## WHAT THE TASK ASKS
A verbatim copy of every record is needed.

++++ EXTRACTED RECORDS

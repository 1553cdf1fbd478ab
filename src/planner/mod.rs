//! Static arena layout planning over request validity intervals.

mod interval;
mod request;

pub use interval::IntervalPlanner;
pub use request::{MemoryRequest, PlanError, PlanResult, Validity};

++++++++

## YOUR RESPONSE
repository 1553cdf1fbd478ab
filename src/planner/mod.rs
//! Static arena layout planning over request validity intervals.

mod interval;
mod request;

pub use interval::IntervalPlanner;
pub use request::{MemoryRequest, PlanError, PlanResult, Validity};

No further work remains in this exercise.